The residential real estate segment is highly unorganized and fragmented


and accounts for around 75% of the total turnover of the real estate
sector in India.
The segment is categorized into premium housing, mid-market, and low-
cost housing. In recent years, maximum number of developments has
taken place in the premium housing segment. The residential segment
has been experiencing tremendous growth in the past few years.
It has seen major transformation from its initial days of unplanned
development to the present times when majority of players are
introducing planned townships with enhanced product offerings. The
segment is also characterized by increasing investments and growing FDI.
However, much of this high growth was seen in the higher income
(premium) category as developers primarily focused on this category and
neglected the middle and lower income groups.
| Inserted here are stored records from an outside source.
use std::path::{Path, PathBuf};

pub mod reader;
pub mod scaler_file;
pub mod xgboost;

use scaler_file::load_scaler;
use xgboost::load_xgboost;

use crate::model::{StandardScaler, TreeEnsemble};

#[derive(Debug, thiserror::Error)]
pub enum ArtifactError {
    #[error("cannot read {}: {source}", path.display())]
    Io {
        path: PathBuf,
        #[source]
        source: std::io::Error,
    },
    #[error("malformed artifact {}: {source}", path.display())]
    Json {
        path: PathBuf,
        #[source]
        source: serde_json::Error,
    },
    #[error("incompatible artifact {}: {reason}", path.display())]
    Invalid { path: PathBuf, reason: String },
}

/// Fitted scaler and regressor. Built once at startup and never mutated.
#[derive(Debug)]
pub struct ModelArtifacts {
    pub scaler: StandardScaler,
    pub regressor: TreeEnsemble,
    pub scaler_path: PathBuf,
    pub model_path: PathBuf,
}

pub fn load_artifacts(
    scaler_path: &Path,
    model_path: &Path,
) -> Result<ModelArtifacts, ArtifactError> {
    crate::info!(
        "loading artifacts: scaler={}, model={}",
        scaler_path.display(),
        model_path.display()
    );

    let scaler = load_scaler(scaler_path)?;
    let regressor = load_xgboost(model_path)?;

    if scaler.n_features() != regressor.n_features() {
        return Err(ArtifactError::Invalid {
            path: model_path.to_path_buf(),
            reason: format!(
                "model expects {} features but scaler produces {}",
                regressor.n_features(),
                scaler.n_features()
            ),
        });
    }

    crate::info!(
        "artifacts loaded: {} trees, base_score={}",
        regressor.n_trees(),
        regressor.base_score()
    );

    Ok(ModelArtifacts {
        scaler,
        regressor,
        scaler_path: scaler_path.to_path_buf(),
        model_path: model_path.to_path_buf(),
    })
}

#[cfg(test)]
#[path = "../../tests/src_inline/input/tests.rs"]
mod tests;
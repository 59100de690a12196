use std::path::Path;

use serde::Deserialize;

use crate::input::ArtifactError;
use crate::input::reader::read_json;
use crate::model::{Node, Tree, TreeEnsemble};
use crate::schema::{FEATURE_COUNT, check_order};

// Objectives whose prediction is the raw margin.
const IDENTITY_OBJECTIVES: &[&str] = &[
    "reg:squarederror",
    "reg:linear",
    "reg:absoluteerror",
    "reg:pseudohubererror",
    "reg:quantileerror",
];

#[derive(Debug, Deserialize)]
struct XgbDocument {
    learner: XgbLearner,
    #[serde(default)]
    version: Vec<u32>,
}

#[derive(Debug, Deserialize)]
struct XgbLearner {
    #[serde(default)]
    feature_names: Vec<String>,
    gradient_booster: XgbBooster,
    learner_model_param: XgbModelParam,
    #[serde(default)]
    objective: Option<XgbObjective>,
}

#[derive(Debug, Deserialize)]
struct XgbBooster {
    name: String,
    #[serde(default)]
    model: Option<XgbGbtree>,
}

#[derive(Debug, Deserialize)]
struct XgbGbtree {
    trees: Vec<XgbTree>,
}

#[derive(Debug, Deserialize)]
struct XgbTree {
    left_children: Vec<i64>,
    right_children: Vec<i64>,
    split_indices: Vec<i64>,
    split_conditions: Vec<f64>,
    #[serde(default)]
    default_left: Vec<XgbFlag>,
}

#[derive(Debug, Deserialize)]
#[serde(untagged)]
enum XgbFlag {
    Bool(bool),
    Int(i64),
}

impl XgbFlag {
    fn is_set(&self) -> bool {
        match self {
            XgbFlag::Bool(b) => *b,
            XgbFlag::Int(i) => *i != 0,
        }
    }
}

#[derive(Debug, Deserialize)]
struct XgbModelParam {
    base_score: String,
    num_feature: String,
}

#[derive(Debug, Deserialize)]
struct XgbObjective {
    name: String,
}

pub fn load_xgboost(path: &Path) -> Result<TreeEnsemble, ArtifactError> {
    let doc: XgbDocument = read_json(path)?;
    let invalid = |reason: String| ArtifactError::Invalid {
        path: path.to_path_buf(),
        reason,
    };
    if !doc.version.is_empty() {
        crate::info!(
            "model {} written by xgboost {}",
            path.display(),
            doc.version
                .iter()
                .map(|v| v.to_string())
                .collect::<Vec<_>>()
                .join(".")
        );
    }
    convert_learner(doc.learner).map_err(invalid)
}

fn convert_learner(learner: XgbLearner) -> Result<TreeEnsemble, String> {
    if learner.gradient_booster.name != "gbtree" {
        return Err(format!(
            "unsupported booster {:?}, expected \"gbtree\"",
            learner.gradient_booster.name
        ));
    }
    if let Some(objective) = &learner.objective {
        if !IDENTITY_OBJECTIVES.contains(&objective.name.as_str()) {
            return Err(format!(
                "objective {:?} is not a plain regression objective",
                objective.name
            ));
        }
    }

    let base_score = parse_param_f64(&learner.learner_model_param.base_score)
        .ok_or_else(|| format!("bad base_score {:?}", learner.learner_model_param.base_score))?;
    let n_features: usize = learner
        .learner_model_param
        .num_feature
        .trim()
        .parse()
        .map_err(|_| {
            format!(
                "bad num_feature {:?}",
                learner.learner_model_param.num_feature
            )
        })?;
    if n_features != FEATURE_COUNT {
        return Err(format!(
            "model was trained on {} features, expected {}",
            n_features, FEATURE_COUNT
        ));
    }

    let feature_names = if learner.feature_names.is_empty() {
        None
    } else {
        check_order(&learner.feature_names)?;
        Some(learner.feature_names)
    };

    let raw_trees = learner
        .gradient_booster
        .model
        .map(|m| m.trees)
        .ok_or_else(|| "gbtree booster has no model section".to_string())?;
    let mut trees = Vec::with_capacity(raw_trees.len());
    for (idx, raw) in raw_trees.into_iter().enumerate() {
        trees.push(convert_tree(idx, raw)?);
    }

    TreeEnsemble::new(base_score, n_features, feature_names, trees).map_err(|e| e.to_string())
}

fn convert_tree(idx: usize, raw: XgbTree) -> Result<Tree, String> {
    let n = raw.left_children.len();
    if raw.right_children.len() != n
        || raw.split_indices.len() != n
        || raw.split_conditions.len() != n
        || (!raw.default_left.is_empty() && raw.default_left.len() != n)
    {
        return Err(format!("tree {} has node arrays of unequal length", idx));
    }

    let mut nodes = Vec::with_capacity(n);
    for i in 0..n {
        let left = raw.left_children[i];
        if left == -1 {
            nodes.push(Node::leaf(raw.split_conditions[i]));
            continue;
        }
        let right = raw.right_children[i];
        let feature = raw.split_indices[i];
        if left < 0 || right < 0 || feature < 0 {
            return Err(format!(
                "tree {} node {} has negative child or split index",
                idx, i
            ));
        }
        nodes.push(Node::split(
            feature as usize,
            raw.split_conditions[i],
            left as usize,
            right as usize,
            raw.default_left.get(i).is_none_or(XgbFlag::is_set),
        ));
    }
    Ok(Tree::new(nodes))
}

// Newer writers store scalar params as "[5.6E0]".
pub(crate) fn parse_param_f64(raw: &str) -> Option<f64> {
    let trimmed = raw.trim().trim_start_matches('[').trim_end_matches(']').trim();
    trimmed.parse().ok()
}
use crate::schema::FeatureVector;

pub const SUCCESS_MESSAGE: &str = "prediction successful";

#[derive(Debug, Clone, PartialEq)]
pub struct PredictionResult {
    /// Score rounded to two decimals for presentation.
    pub predicted_quality: f64,
    pub raw_score: f64,
    pub input_features: FeatureVector,
    pub message: &'static str,
}

pub fn run_stage4(score: f64, features: FeatureVector) -> PredictionResult {
    PredictionResult {
        predicted_quality: round2(score),
        raw_score: score,
        input_features: features,
        message: SUCCESS_MESSAGE,
    }
}

/// Rounds on the exact binary value, so `2.675` (stored just below) gives `2.67`.
pub fn round2(v: f64) -> f64 {
    format!("{v:.2}").parse().unwrap_or(v)
}

#[cfg(test)]
#[path = "../../tests/src_inline/pipeline/stage4_format.rs"]
mod tests;
use super::defs::PlausibleRange;
use super::*;

fn is_field(name: &str) -> bool {
    field_order().any(|field| field == name)
}

#[test]
fn test_schema_has_eleven_fields_in_training_order() {
    assert_eq!(expected_field_count(), FEATURE_COUNT);
    let order: Vec<&str> = field_order().collect();
    assert_eq!(
        order,
        vec![
            "fixed acidity",
            "volatile acidity",
            "citric acid",
            "residual sugar",
            "chlorides",
            "free sulfur dioxide",
            "total sulfur dioxide",
            "density",
            "pH",
            "sulphates",
            "alcohol",
        ]
    );
}

#[test]
fn test_field_names_are_case_and_spacing_sensitive() {
    assert!(is_field("pH"));
    assert!(!is_field("ph"));
    assert!(!is_field("fixed_acidity"));
    assert!(!is_field(" alcohol"));
}

#[test]
fn test_examples_lie_inside_plausible_ranges() {
    for def in builtin_features() {
        assert!(def.range.contains(def.example), "{} example outside range", def.name);
    }
}

#[test]
fn test_plausible_range_bounds() {
    let range = PlausibleRange {
        min: 2.74,
        max: 4.01,
    };
    assert!(range.contains(2.74));
    assert!(range.contains(4.01));
    assert!(!range.contains(4.02));
    assert!(!range.contains(2.73));
}

#[test]
fn test_check_order_reports_first_mismatch() {
    let mut names: Vec<String> = field_order().map(str::to_string).collect();
    assert!(check_order(&names).is_ok());

    names.swap(0, 1);
    let err = check_order(&names).unwrap_err();
    assert!(err.contains("feature 0"));

    names.pop();
    let err = check_order(&names).unwrap_err();
    assert!(err.contains("expected 11 feature names, found 10"));
}

#[test]
fn test_feature_vector_names_follow_schema_order() {
    let mut values = [0.0; FEATURE_COUNT];
    values[10] = 9.4;
    let vector = FeatureVector::new(values);
    let named: Vec<_> = vector.named().collect();
    assert_eq!(named.len(), FEATURE_COUNT);
    assert_eq!(named[10], ("alcohol", 9.4));
}
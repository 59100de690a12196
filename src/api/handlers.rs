use std::time::Instant;

use axum::Json;
use axum::body::Bytes;
use axum::extract::State;
use axum::http::StatusCode;
use chrono::{SecondsFormat, Utc};
use serde_json::Value;

use crate::api::types::{
    DataResponse, EndpointMap, FeatureInfo, HealthResponse, InfoResponse, PredictResponse,
    RootResponse,
};
use crate::api::{API_VERSION, ApiError, AppState};
use crate::pipeline::PredictionError;
use crate::pipeline::stage1_validate::{FieldIssue, ValidationError};
use crate::schema::{builtin_features, expected_field_count, field_order};

const MODEL_TYPE: &str = "XGBoost Regressor";
const OUTPUT_RANGE: &str = "3-8 (wine quality score)";
const DESCRIPTION: &str = "Predicts wine quality based on physicochemical properties";

pub(crate) async fn root_handler() -> Json<RootResponse> {
    Json(RootResponse {
        message: "Welcome to Wine Quality API!".to_string(),
        endpoints: EndpointMap {
            health: "/health".to_string(),
            model_info: "/api/info".to_string(),
            data: "/api/data".to_string(),
            predict: "/api/predict".to_string(),
        },
    })
}

pub(crate) async fn health_handler(
    State(state): State<AppState>,
) -> (StatusCode, Json<HealthResponse>) {
    let ready = state.is_ready();
    let status = if ready {
        StatusCode::OK
    } else {
        StatusCode::SERVICE_UNAVAILABLE
    };
    (
        status,
        Json(HealthResponse {
            status: if ready { "healthy" } else { "unavailable" }.to_string(),
            timestamp: Utc::now().to_rfc3339_opts(SecondsFormat::Millis, true),
            server: "running".to_string(),
            model_loaded: ready,
            scaler_loaded: ready,
        }),
    )
}

pub(crate) async fn data_handler(State(state): State<AppState>) -> Json<DataResponse> {
    Json(DataResponse {
        message: "Wine Quality API".to_string(),
        version: API_VERSION.to_string(),
        status: "running".to_string(),
        model_loaded: state.is_ready(),
    })
}

pub(crate) async fn info_handler(
    State(state): State<AppState>,
) -> Result<Json<InfoResponse>, ApiError> {
    let service = state.service().ok_or(ApiError::NotReady)?;
    let regressor = &service.artifacts().regressor;
    Ok(Json(InfoResponse {
        model_type: MODEL_TYPE.to_string(),
        features_count: expected_field_count(),
        required_features: field_order().map(str::to_string).collect(),
        features: builtin_features().iter().map(FeatureInfo::from).collect(),
        output_range: OUTPUT_RANGE.to_string(),
        description: DESCRIPTION.to_string(),
        trees: regressor.n_trees(),
        base_score: regressor.base_score(),
        range_policy: service.policy().as_str().to_string(),
    }))
}

pub(crate) async fn predict_handler(
    State(state): State<AppState>,
    body: Bytes,
) -> Result<Json<PredictResponse>, ApiError> {
    let service = state.service().ok_or(ApiError::NotReady)?;
    let payload: Value = serde_json::from_slice(&body).map_err(|e| {
        ApiError::Validation(ValidationError::body(FieldIssue::Malformed(e.to_string())))
    })?;

    let start = Instant::now();
    match service.predict(&payload) {
        Ok(result) => {
            ::tracing::debug!(
                score = result.raw_score,
                elapsed_us = start.elapsed().as_micros() as u64,
                "prediction served"
            );
            Ok(Json(PredictResponse::from(result)))
        }
        Err(PredictionError::InvalidInput(err)) => {
            crate::info!("rejected prediction request: {}", err);
            Err(ApiError::Validation(err))
        }
        Err(PredictionError::Inference(err)) => {
            crate::error!("inference failed: {}", err);
            Err(ApiError::Internal)
        }
    }
}

pub(crate) async fn not_found_handler() -> ApiError {
    ApiError::NotFound
}

pub(crate) async fn method_not_allowed_handler() -> ApiError {
    ApiError::MethodNotAllowed
}
use serde::{Deserialize, Serialize};
use serde_json::{Map, Value};

use crate::pipeline::stage1_validate::{FieldError, ValidationError};
use crate::pipeline::stage4_format::PredictionResult;
use crate::schema::FeatureDef;

#[derive(Debug, Serialize, Deserialize)]
pub struct RootResponse {
    pub message: String,
    pub endpoints: EndpointMap,
}

#[derive(Debug, Serialize, Deserialize)]
pub struct EndpointMap {
    pub health: String,
    pub model_info: String,
    pub data: String,
    pub predict: String,
}

#[derive(Debug, Serialize, Deserialize)]
pub struct HealthResponse {
    /// "healthy" once artifacts are loaded, "unavailable" otherwise
    pub status: String,
    pub timestamp: String,
    pub server: String,
    pub model_loaded: bool,
    pub scaler_loaded: bool,
}

#[derive(Debug, Serialize, Deserialize)]
pub struct DataResponse {
    pub message: String,
    pub version: String,
    pub status: String,
    pub model_loaded: bool,
}

#[derive(Debug, Serialize, Deserialize)]
pub struct InfoResponse {
    pub model_type: String,
    pub features_count: usize,
    pub required_features: Vec<String>,
    pub features: Vec<FeatureInfo>,
    pub output_range: String,
    pub description: String,
    pub trees: usize,
    pub base_score: f64,
    pub range_policy: String,
}

#[derive(Debug, Serialize, Deserialize)]
pub struct FeatureInfo {
    pub name: String,
    pub description: String,
    pub example: f64,
    pub expected_range: RangeInfo,
}

#[derive(Debug, Serialize, Deserialize)]
pub struct RangeInfo {
    pub min: f64,
    pub max: f64,
}

impl From<&FeatureDef> for FeatureInfo {
    fn from(def: &FeatureDef) -> Self {
        Self {
            name: def.name.to_string(),
            description: def.description.to_string(),
            example: def.example,
            expected_range: RangeInfo {
                min: def.range.min,
                max: def.range.max,
            },
        }
    }
}

#[derive(Debug, Serialize, Deserialize)]
pub struct PredictResponse {
    pub predicted_quality: f64,
    pub input_features: Map<String, Value>,
    pub message: String,
}

impl From<PredictionResult> for PredictResponse {
    fn from(result: PredictionResult) -> Self {
        let input_features = result
            .input_features
            .named()
            .map(|(name, v)| (name.to_string(), Value::from(v)))
            .collect();
        Self {
            predicted_quality: result.predicted_quality,
            input_features,
            message: result.message.to_string(),
        }
    }
}

#[derive(Debug, Serialize, Deserialize)]
pub struct FieldErrorBody {
    pub field: String,
    pub reason: String,
}

impl From<&FieldError> for FieldErrorBody {
    fn from(err: &FieldError) -> Self {
        Self {
            field: err.field.clone(),
            reason: err.issue.to_string(),
        }
    }
}

#[derive(Debug, Serialize, Deserialize)]
pub struct ValidationErrorResponse {
    pub errors: Vec<FieldErrorBody>,
}

impl From<&ValidationError> for ValidationErrorResponse {
    fn from(err: &ValidationError) -> Self {
        Self {
            errors: err.errors.iter().map(FieldErrorBody::from).collect(),
        }
    }
}

#[derive(Debug, Serialize, Deserialize)]
pub struct ErrorResponse {
    pub error: String,
}
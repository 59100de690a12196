use std::fmt;

use serde_json::{Map, Value};

use crate::schema::{FEATURE_COUNT, FeatureVector, RangePolicy, builtin_features};

pub type RawRecord = Map<String, Value>;

/// Pseudo-field used for problems with the request body as a whole.
pub const BODY_FIELD: &str = "body";

#[derive(Debug, Clone, PartialEq, Eq)]
pub enum FieldIssue {
    Required,
    NotNumeric,
    OutOfRange,
    NotAnObject,
    Malformed(String),
}

impl fmt::Display for FieldIssue {
    fn fmt(&self, f: &mut fmt::Formatter<'_>) -> fmt::Result {
        match self {
            FieldIssue::Required => f.write_str("field required"),
            FieldIssue::NotNumeric => f.write_str("must be numeric"),
            FieldIssue::OutOfRange => f.write_str("value out of expected range"),
            FieldIssue::NotAnObject => f.write_str("must be a JSON object"),
            FieldIssue::Malformed(detail) => write!(f, "malformed JSON: {detail}"),
        }
    }
}

#[derive(Debug, Clone, PartialEq, Eq)]
pub struct FieldError {
    pub field: String,
    pub issue: FieldIssue,
}

impl FieldError {
    pub fn new(field: impl Into<String>, issue: FieldIssue) -> Self {
        Self {
            field: field.into(),
            issue,
        }
    }
}

/// Every hard failure found in one pass over the record.
#[derive(Debug, Clone, PartialEq, Eq, thiserror::Error)]
#[error("{} field(s) failed validation: {}", .errors.len(), summarize(.errors))]
pub struct ValidationError {
    pub errors: Vec<FieldError>,
}

impl ValidationError {
    pub fn body(issue: FieldIssue) -> Self {
        Self {
            errors: vec![FieldError::new(BODY_FIELD, issue)],
        }
    }
}

fn summarize(errors: &[FieldError]) -> String {
    errors
        .iter()
        .map(|e| format!("{}: {}", e.field, e.issue))
        .collect::<Vec<_>>()
        .join("; ")
}

#[derive(Debug, Clone)]
pub struct Stage1Output {
    pub features: FeatureVector,
    /// Soft range violations accepted under [`RangePolicy::Warn`].
    pub warnings: Vec<FieldError>,
}

pub fn run_stage1(body: &Value, policy: RangePolicy) -> Result<Stage1Output, ValidationError> {
    match body {
        Value::Object(record) => validate_record(record, policy),
        _ => Err(ValidationError::body(FieldIssue::NotAnObject)),
    }
}

pub fn validate_record(
    record: &RawRecord,
    policy: RangePolicy,
) -> Result<Stage1Output, ValidationError> {
    let mut values = [0.0f64; FEATURE_COUNT];
    let mut errors = Vec::new();
    let mut warnings = Vec::new();

    for (idx, def) in builtin_features().iter().enumerate() {
        let Some(raw) = record.get(def.name) else {
            errors.push(FieldError::new(def.name, FieldIssue::Required));
            continue;
        };
        let Some(value) = coerce_f64(raw) else {
            errors.push(FieldError::new(def.name, FieldIssue::NotNumeric));
            continue;
        };
        values[idx] = value;

        if def.range.contains(value) {
            continue;
        }
        match policy {
            RangePolicy::Off => {}
            RangePolicy::Warn => {
                warnings.push(FieldError::new(def.name, FieldIssue::OutOfRange));
            }
            RangePolicy::Strict => {
                errors.push(FieldError::new(def.name, FieldIssue::OutOfRange));
            }
        }
    }

    if !errors.is_empty() {
        return Err(ValidationError { errors });
    }

    Ok(Stage1Output {
        features: FeatureVector::new(values),
        warnings,
    })
}

pub fn coerce_f64(value: &Value) -> Option<f64> {
    let parsed = match value {
        Value::Number(n) => n.as_f64(),
        Value::String(s) => s.trim().parse::<f64>().ok(),
        _ => None,
    };
    parsed.filter(|v| v.is_finite())
}

#[cfg(test)]
#[path = "../../tests/src_inline/pipeline/stage1_validate.rs"]
mod tests;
Further, this development
was majorly concentrated in the tier 1/metro cities.
Nevertheless, the slackening demand in premium housing and changing
dynamics of the business propelled by the global slowdown, falling stock
markets and inflation compelled developers to shift their focus to
development of housing units for the middle and low-income group
categories which faced a shortage of affordable housing as well as in tier 1
and tier 2 cities; as a result, there has been a spurt in real estate projects
in these cities with the regional players expanding their presence across
India.

1. GROWTH DRIVERS

•Rapid urbanisation —the urban population is estimated to reach 590


million by 2030.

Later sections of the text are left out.